先日までコミック版が雑誌連載されて(今月、白泉社から単行本刊行*1)いた短編『月の輝く夜に』の原作版と、復刊の『ざ・ちぇんじ!』を上下巻全部、あと二篇(『少女小説家を殺せ!』『クララ白書 番外編 お姉さまたちの日々』)は文庫初収録作品らしいです。
なので、ハイパーボリューム! ずしっと来ました656ページ!!
イラストは今市子さん。たしか以前、雑誌コバルトに『月の…』リメイク版が掲載されたときも担当なさっていたような。もしかしたら、そのときの絵なのかな。本文にはあまりイラストはありませんし。

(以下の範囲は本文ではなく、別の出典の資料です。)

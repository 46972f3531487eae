//! REST client for the users, lessons and completed-lessons endpoints.

use std::time::Duration;

use report_core::error::{ReportError, Result};
use report_core::models::{LessonRecord, UserRecord};
use serde::de::DeserializeOwned;
use serde_json::{Map, Value};
use tracing::debug;

/// Thin wrapper around a [`reqwest::Client`] with a request timeout.
///
/// Every fetch fails on a non-2xx status.
#[derive(Debug, Clone)]
pub struct ApiClient {
    client: reqwest::Client,
}

impl ApiClient {
    pub fn new(timeout: Duration) -> Result<Self> {
        let client = reqwest::Client::builder()
            .timeout(timeout)
            .build()
            .map_err(|e| ReportError::Config(format!("Failed to create HTTP client: {e}")))?;
        Ok(Self { client })
    }

    /// GET `url` and deserialize the JSON body.
    pub async fn fetch_json<T: DeserializeOwned>(&self, url: &str) -> Result<T> {
        let http_err = |source: reqwest::Error| ReportError::Http {
            url: url.to_string(),
            source: Box::new(source),
        };

        let response = self.client.get(url).send().await.map_err(http_err)?;

        let status = response.status();
        if !status.is_success() {
            return Err(ReportError::HttpStatus {
                url: url.to_string(),
                status: status.as_u16(),
            });
        }

        let body = response.bytes().await.map_err(http_err)?;
        debug!("GET {} -> {} ({} bytes)", url, status, body.len());
        Ok(serde_json::from_slice(&body)?)
    }

    /// Users with their nested enrollments and subscriptions.
    pub async fn fetch_users(&self, url: &str) -> Result<Vec<UserRecord>> {
        self.fetch_json(url).await
    }

    /// Lesson progress records.
    pub async fn fetch_lessons(&self, url: &str) -> Result<Vec<LessonRecord>> {
        self.fetch_json(url).await
    }

    /// Completed-lessons feed, kept schema-less for a pass-through export.
    pub async fn fetch_completed(&self, url: &str) -> Result<Vec<Map<String, Value>>> {
        self.fetch_json(url).await
    }
}
//! Schema-less flattening of the completed-lessons feed.

use serde_json::{Map, Value};

/// Internal versioning field the upstream API attaches to every document.
pub const VERSION_FIELD: &str = "__v";

/// Column names (union of keys in first-seen order) plus one rendered row
/// per record.
#[derive(Debug, Clone, PartialEq, Eq, Default)]
pub struct FlatTable {
    pub headers: Vec<String>,
    pub rows: Vec<Vec<String>>,
}

/// Flatten JSON objects into a table. The version field is dropped; a key
/// absent from a record renders as an empty cell.
pub fn flatten_records(records: &[Map<String, Value>]) -> FlatTable {
    let mut headers: Vec<String> = Vec::new();
    for record in records {
        for key in record.keys() {
            if key != VERSION_FIELD && !headers.iter().any(|h| h == key) {
                headers.push(key.clone());
            }
        }
    }

    let rows = records
        .iter()
        .map(|record| {
            headers
                .iter()
                .map(|h| record.get(h).map(render).unwrap_or_default())
                .collect()
        })
        .collect();

    FlatTable { headers, rows }
}

fn render(value: &Value) -> String {
    match value {
        Value::Null => String::new(),
        Value::String(s) => s.clone(),
        Value::Bool(b) => b.to_string(),
        Value::Number(n) => n.to_string(),
        nested => nested.to_string(),
    }
}

#[cfg(test)]
mod tests {
    use super::*;
    use serde_json::json;

    fn records(value: Value) -> Vec<Map<String, Value>> {
        serde_json::from_value(value).unwrap()
    }

    #[test]
    fn test_union_of_keys_in_first_seen_order() {
        let table = flatten_records(&records(json!([
            {"userID": "u1", "lessonID": "l1", "__v": 0},
            {"userID": "u2", "score": 9.5}
        ])));
        assert_eq!(table.headers, ["userID", "lessonID", "score"]);
        assert_eq!(table.rows[0], ["u1", "l1", ""]);
        assert_eq!(table.rows[1], ["u2", "", "9.5"]);
    }

    #[test]
    fn test_render_values() {
        let table = flatten_records(&records(json!([
            {"done": true, "none": null, "tags": ["a", "b"]}
        ])));
        assert_eq!(table.rows[0], ["true", "", "[\"a\",\"b\"]"]);
    }

    #[test]
    fn test_empty_feed() {
        assert_eq!(flatten_records(&[]), FlatTable::default());
    }
}
//! Delimited file discovery and loading.
//!
//! Reads the course and membership catalogs and locates the most recent
//! tracking export for the grouped summary.

use std::path::{Path, PathBuf};
use std::time::SystemTime;

use regex::Regex;
use report_core::encoding::TextEncoding;
use report_core::error::{ReportError, Result};
use report_core::models::{CourseEntry, MembershipEntry};
use serde::de::DeserializeOwned;
use tracing::{debug, warn};

use crate::catalog::{Catalog, CatalogEntry, CourseCatalog, MembershipCatalog};

/// Identifier column every catalog must carry.
const CATALOG_KEY_COLUMN: &str = "_id";

// ── Public API ────────────────────────────────────────────────────────────────

/// Read a whole file and decode it with `encoding`.
pub fn read_text(path: &Path, encoding: TextEncoding) -> Result<String> {
    let bytes = std::fs::read(path).map_err(|source| ReportError::FileRead {
        path: path.to_path_buf(),
        source,
    })?;
    Ok(encoding.decode(&bytes))
}

/// Deserialize every record of a headed, comma-delimited text.
pub fn parse_delimited<T: DeserializeOwned>(text: &str) -> Result<Vec<T>> {
    let mut reader = csv::ReaderBuilder::new()
        .flexible(true)
        .trim(csv::Trim::Headers)
        .from_reader(text.as_bytes());

    let mut records = Vec::new();
    for record in reader.deserialize() {
        records.push(record?);
    }
    Ok(records)
}

/// Load the course catalog.
pub fn load_course_catalog(path: &Path, encoding: TextEncoding) -> Result<CourseCatalog> {
    load_catalog::<CourseEntry>(path, encoding)
}

/// Load the membership catalog.
pub fn load_membership_catalog(path: &Path, encoding: TextEncoding) -> Result<MembershipCatalog> {
    load_catalog::<MembershipEntry>(path, encoding)
}

/// Load both catalogs.
pub fn load_catalogs(
    course_path: &Path,
    membership_path: &Path,
    encoding: TextEncoding,
) -> Result<(CourseCatalog, MembershipCatalog)> {
    Ok((
        load_course_catalog(course_path, encoding)?,
        load_membership_catalog(membership_path, encoding)?,
    ))
}

/// Find the newest `<prefix>_*.csv` file directly inside `dir`.
///
/// "Newest" is by creation time, or modification time where the platform
/// does not report creation. Returns `None` when nothing matches.
pub fn find_latest_csv(dir: &Path, prefix: &str) -> Option<PathBuf> {
    if !dir.exists() {
        warn!("Input directory does not exist: {}", dir.display());
        return None;
    }

    let pattern = file_pattern(prefix)?;

    let mut candidates: Vec<(SystemTime, PathBuf)> = walkdir::WalkDir::new(dir)
        .min_depth(1)
        .max_depth(1)
        .into_iter()
        .filter_map(|entry| entry.ok())
        .filter(|entry| {
            entry.file_type().is_file()
                && entry
                    .file_name()
                    .to_str()
                    .map(|name| pattern.is_match(name))
                    .unwrap_or(false)
        })
        .filter_map(|entry| {
            let meta = entry.metadata().ok()?;
            let stamp = meta.created().or_else(|_| meta.modified()).ok()?;
            Some((stamp, entry.into_path()))
        })
        .collect();

    // Ties on the timestamp resolve by path so the choice is stable.
    candidates.sort();
    let latest = candidates.pop().map(|(_, path)| path);

    if let Some(path) = &latest {
        debug!("Latest {} export: {}", prefix, path.display());
    }
    latest
}

// ── Internal helpers ──────────────────────────────────────────────────────────

fn load_catalog<T>(path: &Path, encoding: TextEncoding) -> Result<Catalog<T>>
where
    T: CatalogEntry + DeserializeOwned,
{
    let text = read_text(path, encoding)?;

    let has_key_column = text
        .lines()
        .next()
        .map(|header| header.split(',').any(|col| col.trim().trim_matches('"') == CATALOG_KEY_COLUMN))
        .unwrap_or(false);
    if !has_key_column {
        warn!(
            "Catalog {} has no {} column; every lookup will miss",
            path.display(),
            CATALOG_KEY_COLUMN
        );
    }

    let entries: Vec<T> = parse_delimited(&text)?;
    debug!("Loaded {} catalog rows from {}", entries.len(), path.display());
    Ok(Catalog::new(entries))
}

fn file_pattern(prefix: &str) -> Option<Regex> {
    Regex::new(&format!(r"^{}_.*\.csv$", regex::escape(prefix))).ok()
}

// ── Tests ─────────────────────────────────────────────────────────────────────
//! Reference tables used for foreign-key resolution.

use std::collections::HashMap;

use report_core::models::{CourseEntry, MembershipEntry};

/// A catalog row that can be looked up by identifier.
pub trait CatalogEntry {
    /// The identifier column, if the row has one.
    fn key(&self) -> Option<&str>;
}

impl CatalogEntry for CourseEntry {
    fn key(&self) -> Option<&str> {
        self.id.as_deref()
    }
}

impl CatalogEntry for MembershipEntry {
    fn key(&self) -> Option<&str> {
        self.id.as_deref()
    }
}

/// Read-only table indexed by identifier. The first row wins on duplicates.
#[derive(Debug, Clone)]
pub struct Catalog<T> {
    entries: Vec<T>,
    index: HashMap<String, usize>,
}

pub type CourseCatalog = Catalog<CourseEntry>;
pub type MembershipCatalog = Catalog<MembershipEntry>;

impl<T: CatalogEntry> Catalog<T> {
    pub fn new(entries: Vec<T>) -> Self {
        let mut index = HashMap::with_capacity(entries.len());
        for (pos, entry) in entries.iter().enumerate() {
            if let Some(key) = entry.key() {
                index.entry(key.to_string()).or_insert(pos);
            }
        }
        Self { entries, index }
    }

    /// Exact-match lookup on the identifier column.
    pub fn get(&self, id: &str) -> Option<&T> {
        self.index.get(id).map(|&pos| &self.entries[pos])
    }

    pub fn len(&self) -> usize {
        self.entries.len()
    }

    pub fn is_empty(&self) -> bool {
        self.entries.is_empty()
    }
}

impl<T: CatalogEntry> FromIterator<T> for Catalog<T> {
    fn from_iter<I: IntoIterator<Item = T>>(iter: I) -> Self {
        Self::new(iter.into_iter().collect())
    }
}

#[cfg(test)]
mod tests {
    use super::*;

    fn membership(id: &str, name: &str) -> MembershipEntry {
        MembershipEntry {
            id: Some(id.to_string()),
            name: Some(name.to_string()),
        }
    }

    #[test]
    fn test_lookup_hit_and_miss() {
        let catalog: MembershipCatalog =
            vec![membership("m1", "Pro"), membership("m2", "Basic")].into_iter().collect();
        assert_eq!(catalog.len(), 2);
        assert_eq!(catalog.get("m2").and_then(|m| m.name.as_deref()), Some("Basic"));
        assert!(catalog.get("m3").is_none());
    }

    #[test]
    fn test_first_duplicate_wins() {
        let catalog = MembershipCatalog::new(vec![membership("m1", "First"), membership("m1", "Second")]);
        assert_eq!(catalog.get("m1").and_then(|m| m.name.as_deref()), Some("First"));
    }

    #[test]
    fn test_rows_without_id_are_not_indexed() {
        let catalog = CourseCatalog::new(vec![CourseEntry::default()]);
        assert_eq!(catalog.len(), 1);
        assert!(catalog.get("").is_none());
    }
}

あと、あとがきの再録もないようです。カバーにコメントは少しありましたが。でも、いいんです。氷室冴子作品が復刊されるだけでラッキー! あの、桃色と黒字の背タイトルが、日の落ちかけた夕方の書店で見つかったときは、何だかじーんとしてしまいました。それこそ、16歳の頃に還ったようで。
……そういえば、最近、コバルト文庫を扱っている書店が減ったかも。ちょっと見かけなくなって、電撃文庫に押されてるような。最初に入った結構大きな書店にコバルト文庫が全く置いてなくて……。
閑話休題。
『ざ・ちぇんじ!』は、高校時代に漫画版ともども何回読み返したか分からない作品です。平安時代を舞台にした性別入れ替わりコメディが日本に古典作品として元々あった、というのもユニークですが、それから着想した氷室冴子版はさらにテンポ良く楽しい! 意外にも、かの『なんて素敵にジャパネスク』は、実は本作の習作だったそうです(旧版のあとがきで読んだ覚えが)。ともかく一連の作品で、全国何人の学生を古文好きにし、センター試験の成績向上に寄与したことか!! 私自身、脇息とか春宮とか狩衣とか物忌とか、コレで理解したものです。十二単が12枚の重ね着では無いことも(そりゃ、夏にそれやったら倒れますって)。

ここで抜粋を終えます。